Top of Data provided
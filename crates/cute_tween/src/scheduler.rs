//! Tween scheduler
//!
//! Owns every registered handle and advances them once per frame. The
//! scheduler is a cheap clonable handle to shared state, so completion
//! callbacks can capture it and start or kill tweens. Callbacks always run
//! after the scheduler has released its borrow.

use crate::error::{check_timestep, Result};
use crate::handle::{HandleState, TweenHandle};
use crate::node::Callback;
use slotmap::{new_key_type, SlotMap};
use std::cell::RefCell;
use std::rc::Rc;
use tracing::{debug, trace};

new_key_type! {
    pub struct TweenId;
}

#[derive(Default)]
struct SchedulerInner {
    handles: SlotMap<TweenId, TweenHandle>,
    frame: u64,
}

/// Caller-owned driver for all playing tweens
#[derive(Clone, Default)]
pub struct TweenScheduler {
    inner: Rc<RefCell<SchedulerInner>>,
}

impl std::fmt::Debug for TweenScheduler {
    fn fmt(&self, f: &mut std::fmt::Formatter<'_>) -> std::fmt::Result {
        let inner = self.inner.borrow();
        f.debug_struct("TweenScheduler")
            .field("handles", &inner.handles.len())
            .field("frame", &inner.frame)
            .finish()
    }
}

impl TweenScheduler {
    pub fn new() -> Self {
        Self::default()
    }

    /// Add a handle, starting it if it is idle
    pub fn register(&self, mut handle: TweenHandle) -> TweenId {
        if handle.state() == HandleState::Idle {
            handle.start();
        }
        let duration = handle.duration();
        let id = self.inner.borrow_mut().handles.insert(handle);
        debug!(?id, ?duration, "tween registered");
        id
    }

    /// Remove a handle without touching its state
    pub fn unregister(&self, id: TweenId) -> Option<TweenHandle> {
        let handle = self.inner.borrow_mut().handles.remove(id);
        if handle.is_some() {
            debug!(?id, "tween unregistered");
        }
        handle
    }

    /// Kill a running handle and dispose of it
    ///
    /// A completed handle that kept its graph (`auto_kill` off) is released
    /// instead: the graph is dropped without firing callbacks and the id is
    /// disposed. Returns `false` for unknown or already disposed ids.
    pub fn kill(&self, id: TweenId, jump_to_end: bool) -> bool {
        let mut inner = self.inner.borrow_mut();
        let Some(handle) = inner.handles.get_mut(id) else {
            return false;
        };

        let was_running = handle.kill(jump_to_end);
        let released = !was_running && handle.release();
        if !(was_running || released) {
            return false;
        }

        inner.handles.remove(id);
        debug!(?id, jump_to_end, released, "tween killed");
        true
    }

    /// Replay a completed handle that was registered with `auto_kill` off
    pub fn restart(&self, id: TweenId) -> bool {
        let mut inner = self.inner.borrow_mut();
        let restarted = match inner.handles.get_mut(id) {
            Some(handle) if handle.state() == HandleState::Completed => handle.start(),
            _ => false,
        };
        if restarted {
            debug!(?id, "tween restarted");
        }
        restarted
    }

    /// State of a registered handle
    ///
    /// Killed handles are disposed by `kill` itself and auto-killed ones at
    /// the end of their completing tick, so their ids report `None` rather
    /// than `Killed` or `Completed`.
    pub fn state(&self, id: TweenId) -> Option<HandleState> {
        self.inner.borrow().handles.get(id).map(TweenHandle::state)
    }

    pub fn is_running(&self, id: TweenId) -> bool {
        self.state(id) == Some(HandleState::Running)
    }

    /// Advance every running handle by `dt`
    ///
    /// Finished handles are disposed before any callback runs. Returns the
    /// number of handles that completed on this tick.
    pub fn tick_all(&self, dt: f32) -> Result<usize> {
        check_timestep(dt)?;

        let mut fired: Vec<Callback> = Vec::new();
        let completed = {
            let mut guard = self.inner.borrow_mut();
            let inner = &mut *guard;
            inner.frame += 1;

            let mut completed = 0;
            for (id, handle) in inner.handles.iter_mut() {
                if handle.advance(dt, &mut fired)? {
                    debug!(?id, "tween completed");
                    completed += 1;
                }
            }
            inner.handles.retain(|_, handle| !handle.is_disposable());

            trace!(
                frame = inner.frame,
                dt,
                live = inner.handles.len(),
                completed,
                callbacks = fired.len(),
                "tick"
            );
            completed
        };

        for callback in fired {
            callback();
        }
        Ok(completed)
    }

    /// Kill every running handle and drop all handles
    pub fn kill_all(&self, jump_to_end: bool) -> usize {
        let mut inner = self.inner.borrow_mut();
        let mut killed = 0;
        for handle in inner.handles.values_mut() {
            if handle.kill(jump_to_end) {
                killed += 1;
            }
        }
        inner.handles.clear();
        debug!(killed, jump_to_end, "killed all tweens");
        killed
    }

    pub fn has_active_animations(&self) -> bool {
        self.inner
            .borrow()
            .handles
            .values()
            .any(TweenHandle::is_running)
    }

    pub fn len(&self) -> usize {
        self.inner.borrow().handles.len()
    }

    pub fn is_empty(&self) -> bool {
        self.inner.borrow().handles.is_empty()
    }

    /// Number of `tick_all` calls so far
    pub fn frame(&self) -> u64 {
        self.inner.borrow().frame
    }
}

#[cfg(test)]
mod tests {
    use super::*;
    use crate::node::TweenNode;
    use crate::target::{Axis, TargetRef, Transform};
    use crate::tween::Tween;
    use glam::Vec3;
    use std::cell::Cell;

    fn setup() -> (Rc<RefCell<Transform>>, TargetRef) {
        let concrete = Transform::new().shared();
        let target: TargetRef = concrete.clone();
        (concrete, target)
    }

    #[test]
    fn test_register_starts_and_tick_completes() {
        let scheduler = TweenScheduler::new();
        let (concrete, target) = setup();
        let id = scheduler.register(TweenHandle::new(Tween::move_axis(&target, Axis::X, 4.0, 1.0)));

        assert!(scheduler.is_running(id));
        assert!(scheduler.has_active_animations());

        assert_eq!(scheduler.tick_all(0.5).unwrap(), 0);
        assert!((concrete.borrow().position.x - 2.0).abs() < 1e-5);
        assert_eq!(scheduler.tick_all(0.5).unwrap(), 1);

        // Auto-killed on completion
        assert_eq!(scheduler.state(id), None);
        assert!(scheduler.is_empty());
        assert_eq!(scheduler.frame(), 2);
    }

    #[test]
    fn test_invalid_dt_mutates_nothing() {
        let scheduler = TweenScheduler::new();
        let (concrete, target) = setup();
        scheduler.register(TweenHandle::new(Tween::move_axis(&target, Axis::X, 4.0, 1.0)));

        assert!(scheduler.tick_all(-0.016).is_err());
        assert_eq!(concrete.borrow().position.x, 0.0);
        assert_eq!(scheduler.frame(), 0);
    }

    #[test]
    fn test_kill_and_stale_ids() {
        let scheduler = TweenScheduler::new();
        let (concrete, target) = setup();
        let id = scheduler.register(TweenHandle::new(Tween::scale(&target, Vec3::splat(2.0), 1.0)));

        scheduler.tick_all(0.25).unwrap();
        assert!(scheduler.kill(id, true));
        assert_eq!(concrete.borrow().scale, Vec3::splat(2.0));
        assert!(!scheduler.kill(id, true));
        assert_eq!(scheduler.state(id), None);
    }

    #[test]
    fn test_kill_from_own_callback_is_noop() {
        let scheduler = TweenScheduler::new();
        let (_, target) = setup();
        let id_cell: Rc<Cell<Option<TweenId>>> = Rc::new(Cell::new(None));
        let killed = Rc::new(Cell::new(None));

        let s = scheduler.clone();
        let ids = id_cell.clone();
        let result = killed.clone();
        let handle =
            TweenHandle::new(Tween::scale(&target, Vec3::ZERO, 0.1)).on_complete(Rc::new(move || {
                if let Some(id) = ids.get() {
                    result.set(Some(s.kill(id, true)));
                }
            }));
        id_cell.set(Some(scheduler.register(handle)));

        scheduler.tick_all(0.1).unwrap();
        assert_eq!(killed.get(), Some(false));
    }

    #[test]
    fn test_callback_can_register_follow_up() {
        let scheduler = TweenScheduler::new();
        let (concrete, target) = setup();

        let s = scheduler.clone();
        let t = target.clone();
        let handle = TweenHandle::new(Tween::move_axis(&target, Axis::X, 1.0, 0.1))
            .on_complete(Rc::new(move || {
                s.register(TweenHandle::new(Tween::move_axis(&t, Axis::Y, 1.0, 0.1)));
            }));
        scheduler.register(handle);

        scheduler.tick_all(0.1).unwrap();
        assert_eq!(scheduler.len(), 1);
        scheduler.tick_all(0.1).unwrap();
        assert_eq!(concrete.borrow().position, Vec3::new(1.0, 1.0, 0.0));
        assert!(scheduler.is_empty());
    }

    #[test]
    fn test_callbacks_see_all_writes_of_the_tick() {
        let scheduler = TweenScheduler::new();
        let (concrete, target) = setup();
        let seen = Rc::new(Cell::new(Vec3::ZERO));

        let observed = concrete.clone();
        let out = seen.clone();
        let first = TweenHandle::new(Tween::move_axis(&target, Axis::X, 1.0, 0.1))
            .on_complete(Rc::new(move || out.set(observed.borrow().scale)));
        scheduler.register(first);
        scheduler.register(TweenHandle::new(Tween::scale(&target, Vec3::splat(3.0), 0.1)));

        scheduler.tick_all(0.1).unwrap();
        assert_eq!(seen.get(), Vec3::splat(3.0));
    }

    #[test]
    fn test_restart_requires_kept_graph() {
        let scheduler = TweenScheduler::new();
        let (_, target) = setup();
        let kept = scheduler.register(
            TweenHandle::new(TweenNode::leaf(Tween::move_axis(&target, Axis::Z, 1.0, 0.1)))
                .with_auto_kill(false),
        );

        assert!(!scheduler.restart(kept));
        scheduler.tick_all(0.1).unwrap();
        assert_eq!(scheduler.state(kept), Some(HandleState::Completed));
        assert!(!scheduler.has_active_animations());

        assert!(scheduler.restart(kept));
        assert!(scheduler.is_running(kept));
    }

    #[test]
    fn test_kill_all() {
        let scheduler = TweenScheduler::new();
        let (_, target) = setup();
        for i in 0..3 {
            scheduler.register(TweenHandle::new(Tween::move_axis(&target, Axis::X, i as f32, 1.0)));
        }
        assert_eq!(scheduler.kill_all(false), 3);
        assert!(scheduler.is_empty());
    }

    #[test]
    fn test_kill_all_counts_only_running() {
        let scheduler = TweenScheduler::new();
        let (_, target) = setup();
        scheduler.register(
            TweenHandle::new(Tween::move_axis(&target, Axis::X, 1.0, 0.1)).with_auto_kill(false),
        );
        scheduler.register(TweenHandle::new(Tween::move_axis(&target, Axis::Y, 1.0, 1.0)));
        scheduler.tick_all(0.1).unwrap();

        assert_eq!(scheduler.len(), 2);
        assert_eq!(scheduler.kill_all(true), 1);
        assert!(scheduler.is_empty());
    }

    #[test]
    fn test_kill_releases_kept_graph() {
        let scheduler = TweenScheduler::new();
        let (concrete, target) = setup();
        let count = Rc::new(Cell::new(0));
        let inner = count.clone();
        let id = scheduler.register(
            TweenHandle::new(Tween::move_axis(&target, Axis::X, 2.0, 0.1))
                .with_auto_kill(false)
                .on_complete(Rc::new(move || inner.set(inner.get() + 1))),
        );

        scheduler.tick_all(0.1).unwrap();
        assert_eq!(scheduler.state(id), Some(HandleState::Completed));
        assert_eq!(count.get(), 1);

        concrete.borrow_mut().position.x = 7.0;
        assert!(scheduler.kill(id, true));
        assert_eq!(scheduler.state(id), None);
        assert!(scheduler.is_empty());
        assert!(!scheduler.restart(id));
        assert!(!scheduler.kill(id, true));

        // Released silently, without writing the end value again
        assert_eq!(count.get(), 1);
        assert_eq!(concrete.borrow().position.x, 7.0);
    }

    #[test]
    fn test_killed_ids_report_none() {
        let scheduler = TweenScheduler::new();
        let (_, target) = setup();
        let id = scheduler.register(TweenHandle::new(Tween::move_axis(&target, Axis::X, 1.0, 1.0)));

        assert_eq!(scheduler.state(id), Some(HandleState::Running));
        assert!(scheduler.kill(id, false));
        assert_eq!(scheduler.state(id), None);
        assert!(!scheduler.is_running(id));
    }
}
Bottom of Data provided
## What the exercise asks
There is a line with "self.inner.borrow().handles.get(id).map(TweenHandle::state)" and a line with "on this tick." above. Copy exactly those two lines and all lines between them, with nothing else.

## Written solution
        self.inner.borrow().handles.get(id).map(TweenHandle::state)
    }

    pub fn is_running(&self, id: TweenId) -> bool {
        self.state(id) == Some(HandleState::Running)
    }

    /// Advance every running handle by `dt`
    ///
    /// Finished handles are disposed before any callback runs. Returns the
    /// number of handles that completed on this tick.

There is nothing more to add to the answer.